Biotin-Thiamine-Responsive Basal Ganglion Disease: Outcome After Use of High in Comparison to Low Dose of Biotin and Thiamine
Abstract:
Background: Biotin-thiamine-responsive basal ganglion (BTBGD) is an autosomal recessive neurometabolic disorder associated with pathogenic variants in SLC19A3 gene. The clinical presentation includes subacute encephalopathy (e.g. confusion, dysphagia, dysarthria, and seizures), which respond very well to early treatment with thiamine and biotin. In our case, patient presented with acute encephalopathy, ataxia, dystonia, dysarthria later quadriparesis. The baseline MRI Brain demonstrated abnormal signal intensity in cerebral cortex both in supra and infratentorial areas and basal ganglion. Once diagnosis of biotin-thiamine-responsive basal ganglion was made, patient was started on high doses of oral thiamine and biotin. Genetic Testing demonstrated pathogenic variant in SLC19A3 gene. After start of treatment with oral biotin and thiamine patient started improvement in clinical course within days.
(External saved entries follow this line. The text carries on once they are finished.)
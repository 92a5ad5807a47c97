use crate::errors::ParksResult;
use crate::store::memory::{InMemoryConnector, InMemoryDatabase, InMemoryStoreConfig};
use crate::store::{StoreConnector, StoreModule};
use std::sync::Arc;
use std::time::Duration;

const DEFAULT_DATABASE: &str = "parks";
const DEFAULT_COLLECTION: &str = "parkpoints";

/// Store module backed by an [`InMemoryDatabase`].
///
/// ```rust
/// use parks::store::memory::InMemoryStoreModule;
/// use parks::store::StoreModule;
///
/// let module = InMemoryStoreModule::with_config()
///     .collection("parks", "parkpoints")
///     .failing_dials(1)
///     .build();
/// let connector = module.connector().unwrap();
/// assert!(connector.connect().is_err());
/// assert!(connector.connect().is_ok());
/// ```
#[derive(Clone)]
pub struct InMemoryStoreModule {
    connector: InMemoryConnector,
}

impl InMemoryStoreModule {
    pub fn new() -> InMemoryStoreModule {
        InMemoryStoreModuleBuilder::new().build()
    }

    pub fn with_config() -> InMemoryStoreModuleBuilder {
        InMemoryStoreModuleBuilder::new()
    }

    /// The connector handed out by this module, for dial counting in tests.
    pub fn in_memory_connector(&self) -> &InMemoryConnector {
        &self.connector
    }

    pub fn database(&self) -> &InMemoryDatabase {
        self.connector.database()
    }
}

impl Default for InMemoryStoreModule {
    fn default() -> Self {
        InMemoryStoreModule::new()
    }
}

impl StoreModule for InMemoryStoreModule {
    fn connector(&self) -> ParksResult<Arc<dyn StoreConnector>> {
        Ok(Arc::new(self.connector.clone()))
    }
}

pub struct InMemoryStoreModuleBuilder {
    database: Option<InMemoryDatabase>,
    database_name: String,
    collection_name: String,
    store_config: InMemoryStoreConfig,
}

impl InMemoryStoreModuleBuilder {
    pub fn new() -> InMemoryStoreModuleBuilder {
        InMemoryStoreModuleBuilder {
            database: None,
            database_name: DEFAULT_DATABASE.to_string(),
            collection_name: DEFAULT_COLLECTION.to_string(),
            store_config: InMemoryStoreConfig::new(),
        }
    }

    /// Names the database and collection of a fresh in-memory database.
    pub fn collection(mut self, database_name: &str, collection_name: &str) -> Self {
        self.database_name = database_name.to_string();
        self.collection_name = collection_name.to_string();
        self
    }

    /// Attaches an existing database, e.g. to share data between services.
    pub fn database(mut self, database: InMemoryDatabase) -> Self {
        self.database = Some(database);
        self
    }

    pub fn failing_dials(self, count: u32) -> Self {
        self.store_config.set_failing_dials(count);
        self
    }

    pub fn dial_latency(self, latency: Duration) -> Self {
        self.store_config.set_dial_latency(latency);
        self
    }

    pub fn build(self) -> InMemoryStoreModule {
        let database = self
            .database
            .unwrap_or_else(|| InMemoryDatabase::new(&self.database_name, &self.collection_name));
        InMemoryStoreModule {
            connector: InMemoryConnector::new(database, self.store_config),
        }
    }
}

impl Default for InMemoryStoreModuleBuilder {
    fn default() -> Self {
        InMemoryStoreModuleBuilder::new()
    }
}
After improvement patient was discharged home and advised to follow up in pediatric neurology clinic. In follow up patient showed both clinical and radiological improvement. Family screening was done showed both parents are carriers and one sister has similar mutation but all of them were asymptomatic.
Conclusion: BTBGD is an extremely rare inherited condition and a challenging diagnosis to make due to nonspecific clinical presentation of encephalopathy and seizures. Early treatment and diagnosis affect the outcome of disease.